Start of Study material

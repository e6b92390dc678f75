// Loadbench CLI
//
// Design Decision: Use clap derive with env fallbacks so runs can be configured from a container.
// Design Decision: Text output for humans, JSON for scripting.

use std::time::Duration;

use anyhow::{Context, Result};
use clap::{Args, Parser, Subcommand};
use loadbench_cli::{run_probe, Client, LoadConfig, LoadRunner, OutputFormat, TaskSet, ThinkTime};
use loadbench_core::telemetry::{init_telemetry, TelemetryConfig};
use loadbench_core::Endpoint;

#[derive(Parser)]
#[command(name = "loadbench")]
#[command(about = "Drive simulated users against the loadbench service")]
#[command(version)]
pub struct Cli {
    /// Service root URL, including any API prefix
    #[arg(long, env = "LOADBENCH_HOST", default_value = "http://localhost:8000")]
    pub host: String,

    /// Output format
    #[arg(long, short, default_value = "text", value_parser = ["text", "json"])]
    pub output: String,

    #[command(subcommand)]
    pub command: Commands,
}

#[derive(Subcommand)]
pub enum Commands {
    /// Run a load test until Ctrl-C or --run-time
    Run(RunArgs),

    /// Call one endpoint a number of times and print each result
    Call {
        /// compute, io, status or crash
        endpoint: Endpoint,

        /// Number of sequential calls
        #[arg(long, short = 'n', default_value = "1")]
        times: u32,

        /// Per-request timeout in seconds
        #[arg(long, default_value = "30")]
        timeout: u64,
    },
}

#[derive(Args)]
pub struct RunArgs {
    /// Number of simulated users
    #[arg(long, short, env = "LOADBENCH_USERS", default_value = "10")]
    pub users: usize,

    /// Users started per second
    #[arg(long, env = "LOADBENCH_SPAWN_RATE", default_value = "1.0")]
    pub spawn_rate: f64,

    /// Minimum think time in seconds
    #[arg(long, env = "LOADBENCH_MIN_WAIT", default_value = "1.0")]
    pub min_wait: f64,

    /// Maximum think time in seconds
    #[arg(long, env = "LOADBENCH_MAX_WAIT", default_value = "3.0")]
    pub max_wait: f64,

    /// Stop after this many seconds (default: run until Ctrl-C)
    #[arg(long, env = "LOADBENCH_RUN_TIME")]
    pub run_time: Option<u64>,

    /// Per-request timeout in seconds
    #[arg(long, env = "LOADBENCH_REQUEST_TIMEOUT", default_value = "30")]
    pub request_timeout: u64,

    /// Weighted task mix, e.g. "compute:1,io:1,status:1"
    #[arg(long, env = "LOADBENCH_TASKS", default_value = loadbench_cli::DEFAULT_TASKS)]
    pub tasks: String,

    /// Seconds between progress log lines
    #[arg(long, env = "LOADBENCH_REPORT_INTERVAL", default_value = "5")]
    pub report_interval: u64,
}

impl RunArgs {
    fn into_config(self, host: String) -> Result<LoadConfig> {
        Ok(LoadConfig {
            host,
            users: self.users,
            spawn_rate: self.spawn_rate,
            think: ThinkTime::new(self.min_wait, self.max_wait)?,
            run_time: self.run_time.map(Duration::from_secs),
            request_timeout: Duration::from_secs(self.request_timeout),
            tasks: TaskSet::parse(&self.tasks)?,
            report_interval: Duration::from_secs(self.report_interval.max(1)),
        })
    }
}

#[tokio::main]
async fn main() -> Result<()> {
    dotenvy::dotenv().ok();

    init_telemetry(
        TelemetryConfig::from_env()
            .with_service_name("loadbench")
            .with_default_filter("loadbench_cli=info"),
    );

    let cli = Cli::parse();
    let output_format = OutputFormat::from_str(&cli.output);

    match cli.command {
        Commands::Run(args) => {
            let config = args
                .into_config(cli.host)
                .context("Invalid load configuration")?;
            let runner = LoadRunner::new(config).context("Failed to start load run")?;

            let cancel = runner.cancel_token();
            tokio::spawn(async move {
                if tokio::signal::ctrl_c().await.is_ok() {
                    tracing::info!("Received Ctrl-C, stopping users");
                }
                cancel.cancel();
            });

            let snapshot = runner.run().await;
            output_format.print_summary(&snapshot);
            Ok(())
        }
        Commands::Call {
            endpoint,
            times,
            timeout,
        } => {
            let client = Client::new(&cli.host, Duration::from_secs(timeout))
                .context("Failed to build HTTP client")?;
            run_probe(&client, endpoint, times, |result| {
                output_format.print_probe(result)
            })
            .await;
            Ok(())
        }
    }
}
// Postgres connection source (sqlx)
//
// The sqlx pool is sized to the same max as ResourcePool admission, so a
// granted slot only waits on sqlx while a connection is being opened.
// ResourcePool bounds that wait with the remainder of its own budget.

use async_trait::async_trait;
use serde_json::Value;
use sqlx::pool::PoolConnection;
use sqlx::postgres::PgPoolOptions;
use sqlx::{PgPool, Postgres};

use super::{Connection, ConnectionSource, StartupError, StoreError};
use crate::config::PoolConfig;

/// Every row of the bounded read as one JSON object, columns as keys
const USERS_QUERY: &str = r#"
    SELECT row_to_json(u)::jsonb
    FROM (SELECT * FROM users LIMIT $1) AS u
"#;

pub struct PgSource {
    pool: PgPool,
}

impl PgSource {
    /// Create the sqlx pool and verify the database answers.
    pub async fn connect(config: &PoolConfig) -> Result<Self, StartupError> {
        let max_connections = u32::try_from(config.max_size).map_err(|_| {
            StartupError::InvalidConfig(format!("pool size {} is too large", config.max_size))
        })?;

        let pool = PgPoolOptions::new()
            .max_connections(max_connections)
            .acquire_timeout(config.acquire_timeout)
            .connect(&config.database_url)
            .await
            .map_err(StartupError::Connect)?;

        sqlx::query("SELECT 1")
            .execute(&pool)
            .await
            .map_err(StartupError::Probe)?;

        tracing::info!(
            target_db = %config.redacted_url(),
            max_connections,
            "Connected to database"
        );

        Ok(Self { pool })
    }
}

#[async_trait]
impl ConnectionSource for PgSource {
    async fn checkout(&self) -> Result<Box<dyn Connection>, StoreError> {
        let conn = self.pool.acquire().await.map_err(|e| match e {
            sqlx::Error::PoolTimedOut => {
                StoreError::Unavailable("timed out opening a database connection".to_string())
            }
            sqlx::Error::PoolClosed => StoreError::Unavailable("pool closed".to_string()),
            other => StoreError::Unavailable(other.to_string()),
        })?;

        Ok(Box::new(PgConnection { conn }))
    }

    async fn close(&self) {
        self.pool.close().await;
    }

    fn name(&self) -> &'static str {
        "postgres"
    }
}

struct PgConnection {
    conn: PoolConnection<Postgres>,
}

#[async_trait]
impl Connection for PgConnection {
    async fn fetch_users(&mut self, limit: i64) -> Result<Vec<Value>, StoreError> {
        sqlx::query_scalar::<_, Value>(USERS_QUERY)
            .bind(limit)
            .fetch_all(&mut *self.conn)
            .await
            .map_err(|e| StoreError::Query(e.to_string()))
    }
}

End of Study material

What the exercise asks: Return every line of the material word for word.

Written answer:
repository e6b92390dc678f75
// Loadbench CLI
//
// Design Decision: Use clap derive with env fallbacks so runs can be configured from a container.
// Design Decision: Text output for humans, JSON for scripting.

use std::time::Duration;

use anyhow::{Context, Result};
use clap::{Args, Parser, Subcommand};
use loadbench_cli::{run_probe, Client, LoadConfig, LoadRunner, OutputFormat, TaskSet, ThinkTime};
use loadbench_core::telemetry::{init_telemetry, TelemetryConfig};
use loadbench_core::Endpoint;

#[derive(Parser)]
#[command(name = "loadbench")]
#[command(about = "Drive simulated users against the loadbench service")]
#[command(version)]
pub struct Cli {
    /// Service root URL, including any API prefix
    #[arg(long, env = "LOADBENCH_HOST", default_value = "http://localhost:8000")]
    pub host: String,

    /// Output format
    #[arg(long, short, default_value = "text", value_parser = ["text", "json"])]
    pub output: String,

    #[command(subcommand)]
    pub command: Commands,
}

#[derive(Subcommand)]
pub enum Commands {
    /// Run a load test until Ctrl-C or --run-time
    Run(RunArgs),

    /// Call one endpoint a number of times and print each result
    Call {
        /// compute, io, status or crash
        endpoint: Endpoint,

        /// Number of sequential calls
        #[arg(long, short = 'n', default_value = "1")]
        times: u32,

        /// Per-request timeout in seconds
        #[arg(long, default_value = "30")]
        timeout: u64,
    },
}

#[derive(Args)]
pub struct RunArgs {
    /// Number of simulated users
    #[arg(long, short, env = "LOADBENCH_USERS", default_value = "10")]
    pub users: usize,

    /// Users started per second
    #[arg(long, env = "LOADBENCH_SPAWN_RATE", default_value = "1.0")]
    pub spawn_rate: f64,

    /// Minimum think time in seconds
    #[arg(long, env = "LOADBENCH_MIN_WAIT", default_value = "1.0")]
    pub min_wait: f64,

    /// Maximum think time in seconds
    #[arg(long, env = "LOADBENCH_MAX_WAIT", default_value = "3.0")]
    pub max_wait: f64,

    /// Stop after this many seconds (default: run until Ctrl-C)
    #[arg(long, env = "LOADBENCH_RUN_TIME")]
    pub run_time: Option<u64>,

    /// Per-request timeout in seconds
    #[arg(long, env = "LOADBENCH_REQUEST_TIMEOUT", default_value = "30")]
    pub request_timeout: u64,

    /// Weighted task mix, e.g. "compute:1,io:1,status:1"
    #[arg(long, env = "LOADBENCH_TASKS", default_value = loadbench_cli::DEFAULT_TASKS)]
    pub tasks: String,

    /// Seconds between progress log lines
    #[arg(long, env = "LOADBENCH_REPORT_INTERVAL", default_value = "5")]
    pub report_interval: u64,
}

impl RunArgs {
    fn into_config(self, host: String) -> Result<LoadConfig> {
        Ok(LoadConfig {
            host,
            users: self.users,
            spawn_rate: self.spawn_rate,
            think: ThinkTime::new(self.min_wait, self.max_wait)?,
            run_time: self.run_time.map(Duration::from_secs),
            request_timeout: Duration::from_secs(self.request_timeout),
            tasks: TaskSet::parse(&self.tasks)?,
            report_interval: Duration::from_secs(self.report_interval.max(1)),
        })
    }
}

#[tokio::main]
async fn main() -> Result<()> {
    dotenvy::dotenv().ok();

    init_telemetry(
        TelemetryConfig::from_env()
            .with_service_name("loadbench")
            .with_default_filter("loadbench_cli=info"),
    );

    let cli = Cli::parse();
    let output_format = OutputFormat::from_str(&cli.output);

    match cli.command {
        Commands::Run(args) => {
            let config = args
                .into_config(cli.host)
                .context("Invalid load configuration")?;
            let runner = LoadRunner::new(config).context("Failed to start load run")?;

            let cancel = runner.cancel_token();
            tokio::spawn(async move {
                if tokio::signal::ctrl_c().await.is_ok() {
                    tracing::info!("Received Ctrl-C, stopping users");
                }
                cancel.cancel();
            });

            let snapshot = runner.run().await;
            output_format.print_summary(&snapshot);
            Ok(())
        }
        Commands::Call {
            endpoint,
            times,
            timeout,
        } => {
            let client = Client::new(&cli.host, Duration::from_secs(timeout))
                .context("Failed to build HTTP client")?;
            run_probe(&client, endpoint, times, |result| {
                output_format.print_probe(result)
            })
            .await;
            Ok(())
        }
    }
}
// Postgres connection source (sqlx)
//
// The sqlx pool is sized to the same max as ResourcePool admission, so a
// granted slot only waits on sqlx while a connection is being opened.
// ResourcePool bounds that wait with the remainder of its own budget.

use async_trait::async_trait;
use serde_json::Value;
use sqlx::pool::PoolConnection;
use sqlx::postgres::PgPoolOptions;
use sqlx::{PgPool, Postgres};

use super::{Connection, ConnectionSource, StartupError, StoreError};
use crate::config::PoolConfig;

/// Every row of the bounded read as one JSON object, columns as keys
const USERS_QUERY: &str = r#"
    SELECT row_to_json(u)::jsonb
    FROM (SELECT * FROM users LIMIT $1) AS u
"#;

pub struct PgSource {
    pool: PgPool,
}

impl PgSource {
    /// Create the sqlx pool and verify the database answers.
    pub async fn connect(config: &PoolConfig) -> Result<Self, StartupError> {
        let max_connections = u32::try_from(config.max_size).map_err(|_| {
            StartupError::InvalidConfig(format!("pool size {} is too large", config.max_size))
        })?;

        let pool = PgPoolOptions::new()
            .max_connections(max_connections)
            .acquire_timeout(config.acquire_timeout)
            .connect(&config.database_url)
            .await
            .map_err(StartupError::Connect)?;

        sqlx::query("SELECT 1")
            .execute(&pool)
            .await
            .map_err(StartupError::Probe)?;

        tracing::info!(
            target_db = %config.redacted_url(),
            max_connections,
            "Connected to database"
        );

        Ok(Self { pool })
    }
}

#[async_trait]
impl ConnectionSource for PgSource {
    async fn checkout(&self) -> Result<Box<dyn Connection>, StoreError> {
        let conn = self.pool.acquire().await.map_err(|e| match e {
            sqlx::Error::PoolTimedOut => {
                StoreError::Unavailable("timed out opening a database connection".to_string())
            }
            sqlx::Error::PoolClosed => StoreError::Unavailable("pool closed".to_string()),
            other => StoreError::Unavailable(other.to_string()),
        })?;

        Ok(Box::new(PgConnection { conn }))
    }

    async fn close(&self) {
        self.pool.close().await;
    }

    fn name(&self) -> &'static str {
        "postgres"
    }
}

struct PgConnection {
    conn: PoolConnection<Postgres>,
}

#[async_trait]
impl Connection for PgConnection {
    async fn fetch_users(&mut self, limit: i64) -> Result<Vec<Value>, StoreError> {
        sqlx::query_scalar::<_, Value>(USERS_QUERY)
            .bind(limit)
            .fetch_all(&mut *self.conn)
            .await
            .map_err(|e| StoreError::Query(e.to_string()))
    }
}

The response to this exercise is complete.